Records supplied
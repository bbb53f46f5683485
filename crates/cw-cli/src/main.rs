use anyhow::Result;
use clap::{Parser, Subcommand};
use uuid::Uuid;

mod commands;

#[derive(Parser)]
#[command(name = "cw")]
#[command(about = "Call-watch operator CLI", long_about = None)]
struct Cli {
    #[command(subcommand)]
    cmd: Commands,
}

#[derive(Subcommand)]
enum Commands {
    /// Database commands
    Db {
        #[command(subcommand)]
        cmd: DbCmd,
    },

    /// Compute layered config hash + print canonical JSON
    ConfigHash {
        /// Paths in merge order (base -> env -> local)
        #[arg(required = true)]
        paths: Vec<String>,

        /// Fail when the config carries keys the service does not read
        #[arg(long, default_value_t = false)]
        strict: bool,
    },

    /// Call record commands
    Calls {
        /// Layered config paths (defaults to CW_CONFIG)
        #[arg(long = "config", global = true)]
        config_paths: Vec<String>,

        #[command(subcommand)]
        cmd: CallsCmd,
    },
}

#[derive(Subcommand)]
enum DbCmd {
    Status,

    /// Apply SQL migrations
    Migrate,
}

#[derive(Subcommand)]
enum CallsCmd {
    /// Print one call record as JSON
    Show {
        /// Provider call id
        #[arg(long, conflicts_with = "internal_id", required_unless_present = "internal_id")]
        call_id: Option<String>,

        /// Store-assigned id
        #[arg(long)]
        internal_id: Option<Uuid>,
    },

    /// Submit one event, exactly as a provider webhook would
    Submit {
        #[arg(long)]
        call_id: Option<String>,

        #[arg(long)]
        from: Option<String>,

        #[arg(long)]
        to: Option<String>,

        /// Start timestamp (RFC 3339)
        #[arg(long)]
        started: Option<String>,

        /// End timestamp (RFC 3339)
        #[arg(long)]
        ended: Option<String>,
    },

    /// Print unfinished and stale counts as of now
    Unfinished,
}

#[tokio::main]
async fn main() -> Result<()> {
    // Silent if the file does not exist.
    let _ = dotenvy::from_filename(".env.local");
    init_tracing();

    let cli = Cli::parse();

    match cli.cmd {
        Commands::Db { cmd } => match cmd {
            DbCmd::Status => commands::db::db_status().await?,
            DbCmd::Migrate => commands::db::db_migrate().await?,
        },

        Commands::ConfigHash { paths, strict } => commands::config_hash(&paths, strict)?,

        Commands::Calls { config_paths, cmd } => match cmd {
            CallsCmd::Show {
                call_id,
                internal_id,
            } => commands::calls::calls_show(&config_paths, call_id, internal_id).await?,
            CallsCmd::Submit {
                call_id,
                from,
                to,
                started,
                ended,
            } => {
                let raw = cw_reconcile::RawCallEvent {
                    call_id,
                    from,
                    to,
                    started,
                    ended,
                };
                commands::calls::calls_submit(&config_paths, raw).await?
            }
            CallsCmd::Unfinished => commands::calls::calls_unfinished(&config_paths).await?,
        },
    }

    Ok(())
}

/// Logs go to stderr so stdout stays machine-readable.
fn init_tracing() {
    tracing_subscriber::fmt()
        .with_writer(std::io::stderr)
        .with_env_filter(
            tracing_subscriber::EnvFilter::try_from_default_env().unwrap_or_else(|_| "warn".into()),
        )
        .init();
}
//! Scenario: the stale sweep reports and never mutates.
//!
//! # Invariants under test
//!
//! 1. `sweep_once` returns the stale count for the configured window.
//! 2. Records are unchanged and no write happens.
//! 3. A store outage is returned, not swallowed.
//! 4. `metrics_windows` maps config seconds onto both windows.

use std::sync::Arc;

use chrono::{Duration, TimeZone, Utc};
use cw_calls::{CallService, InMemoryCallStore};
use cw_config::MetricsSection;
use cw_daemon::state::{metrics_windows, sweep_once};
use cw_reconcile::{CountWindow, RawCallEvent};

#[tokio::test]
async fn sweep_counts_without_writing() {
    let store = Arc::new(InMemoryCallStore::new());
    let calls = CallService::new(store.clone());
    let now = Utc.with_ymd_and_hms(2024, 1, 1, 12, 0, 0).unwrap();

    for (id, m) in [("a", 90), ("b", 75), ("c", 10)] {
        let ts = (now - Duration::minutes(m)).to_rfc3339();
        calls
            .submit_event(&RawCallEvent::started(id, "A", "B", ts))
            .await
            .unwrap();
    }
    let before = store.snapshot().await;
    let writes = store.write_count().await;

    assert_eq!(sweep_once(&calls, now).await.unwrap(), 2);
    assert_eq!(store.snapshot().await, before);
    assert_eq!(store.write_count().await, writes);
}

#[tokio::test]
async fn sweep_surfaces_store_failure() {
    let store = Arc::new(InMemoryCallStore::new());
    let calls = CallService::new(store.clone());
    store.set_unavailable(true).await;

    assert!(sweep_once(&calls, Utc::now()).await.is_err());
}

#[test]
fn metrics_windows_follow_config() {
    let w = metrics_windows(&MetricsSection {
        unfinished_lookback_secs: 600,
        stale_lookback_secs: 900,
        stale_min_age_secs: 300,
    });
    assert_eq!(w.unfinished, CountWindow::from_secs(600, 0));
    assert_eq!(w.stale, CountWindow::from_secs(900, 300));

    let defaults = metrics_windows(&MetricsSection::default());
    assert_eq!(defaults.unfinished, CountWindow::unfinished_default());
    assert_eq!(defaults.stale, CountWindow::stale_default());
}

How to complete this task
Set down each line of the data precisely as it appears above.

Expected answer
repository bbb53f46f5683485
filename crates/cw-cli/src/main.rs
use anyhow::Result;
use clap::{Parser, Subcommand};
use uuid::Uuid;

mod commands;

#[derive(Parser)]
#[command(name = "cw")]
#[command(about = "Call-watch operator CLI", long_about = None)]
struct Cli {
    #[command(subcommand)]
    cmd: Commands,
}

#[derive(Subcommand)]
enum Commands {
    /// Database commands
    Db {
        #[command(subcommand)]
        cmd: DbCmd,
    },

    /// Compute layered config hash + print canonical JSON
    ConfigHash {
        /// Paths in merge order (base -> env -> local)
        #[arg(required = true)]
        paths: Vec<String>,

        /// Fail when the config carries keys the service does not read
        #[arg(long, default_value_t = false)]
        strict: bool,
    },

    /// Call record commands
    Calls {
        /// Layered config paths (defaults to CW_CONFIG)
        #[arg(long = "config", global = true)]
        config_paths: Vec<String>,

        #[command(subcommand)]
        cmd: CallsCmd,
    },
}

#[derive(Subcommand)]
enum DbCmd {
    Status,

    /// Apply SQL migrations
    Migrate,
}

#[derive(Subcommand)]
enum CallsCmd {
    /// Print one call record as JSON
    Show {
        /// Provider call id
        #[arg(long, conflicts_with = "internal_id", required_unless_present = "internal_id")]
        call_id: Option<String>,

        /// Store-assigned id
        #[arg(long)]
        internal_id: Option<Uuid>,
    },

    /// Submit one event, exactly as a provider webhook would
    Submit {
        #[arg(long)]
        call_id: Option<String>,

        #[arg(long)]
        from: Option<String>,

        #[arg(long)]
        to: Option<String>,

        /// Start timestamp (RFC 3339)
        #[arg(long)]
        started: Option<String>,

        /// End timestamp (RFC 3339)
        #[arg(long)]
        ended: Option<String>,
    },

    /// Print unfinished and stale counts as of now
    Unfinished,
}

#[tokio::main]
async fn main() -> Result<()> {
    // Silent if the file does not exist.
    let _ = dotenvy::from_filename(".env.local");
    init_tracing();

    let cli = Cli::parse();

    match cli.cmd {
        Commands::Db { cmd } => match cmd {
            DbCmd::Status => commands::db::db_status().await?,
            DbCmd::Migrate => commands::db::db_migrate().await?,
        },

        Commands::ConfigHash { paths, strict } => commands::config_hash(&paths, strict)?,

        Commands::Calls { config_paths, cmd } => match cmd {
            CallsCmd::Show {
                call_id,
                internal_id,
            } => commands::calls::calls_show(&config_paths, call_id, internal_id).await?,
            CallsCmd::Submit {
                call_id,
                from,
                to,
                started,
                ended,
            } => {
                let raw = cw_reconcile::RawCallEvent {
                    call_id,
                    from,
                    to,
                    started,
                    ended,
                };
                commands::calls::calls_submit(&config_paths, raw).await?
            }
            CallsCmd::Unfinished => commands::calls::calls_unfinished(&config_paths).await?,
        },
    }

    Ok(())
}

/// Logs go to stderr so stdout stays machine-readable.
fn init_tracing() {
    tracing_subscriber::fmt()
        .with_writer(std::io::stderr)
        .with_env_filter(
            tracing_subscriber::EnvFilter::try_from_default_env().unwrap_or_else(|_| "warn".into()),
        )
        .init();
}
//! Scenario: the stale sweep reports and never mutates.
//!
//! # Invariants under test
//!
//! 1. `sweep_once` returns the stale count for the configured window.
//! 2. Records are unchanged and no write happens.
//! 3. A store outage is returned, not swallowed.
//! 4. `metrics_windows` maps config seconds onto both windows.

use std::sync::Arc;

use chrono::{Duration, TimeZone, Utc};
use cw_calls::{CallService, InMemoryCallStore};
use cw_config::MetricsSection;
use cw_daemon::state::{metrics_windows, sweep_once};
use cw_reconcile::{CountWindow, RawCallEvent};

#[tokio::test]
async fn sweep_counts_without_writing() {
    let store = Arc::new(InMemoryCallStore::new());
    let calls = CallService::new(store.clone());
    let now = Utc.with_ymd_and_hms(2024, 1, 1, 12, 0, 0).unwrap();

    for (id, m) in [("a", 90), ("b", 75), ("c", 10)] {
        let ts = (now - Duration::minutes(m)).to_rfc3339();
        calls
            .submit_event(&RawCallEvent::started(id, "A", "B", ts))
            .await
            .unwrap();
    }
    let before = store.snapshot().await;
    let writes = store.write_count().await;

    assert_eq!(sweep_once(&calls, now).await.unwrap(), 2);
    assert_eq!(store.snapshot().await, before);
    assert_eq!(store.write_count().await, writes);
}

#[tokio::test]
async fn sweep_surfaces_store_failure() {
    let store = Arc::new(InMemoryCallStore::new());
    let calls = CallService::new(store.clone());
    store.set_unavailable(true).await;

    assert!(sweep_once(&calls, Utc::now()).await.is_err());
}

#[test]
fn metrics_windows_follow_config() {
    let w = metrics_windows(&MetricsSection {
        unfinished_lookback_secs: 600,
        stale_lookback_secs: 900,
        stale_min_age_secs: 300,
    });
    assert_eq!(w.unfinished, CountWindow::from_secs(600, 0));
    assert_eq!(w.stale, CountWindow::from_secs(900, 300));

    let defaults = metrics_windows(&MetricsSection::default());
    assert_eq!(defaults.unfinished, CountWindow::unfinished_default());
    assert_eq!(defaults.stale, CountWindow::stale_default());
}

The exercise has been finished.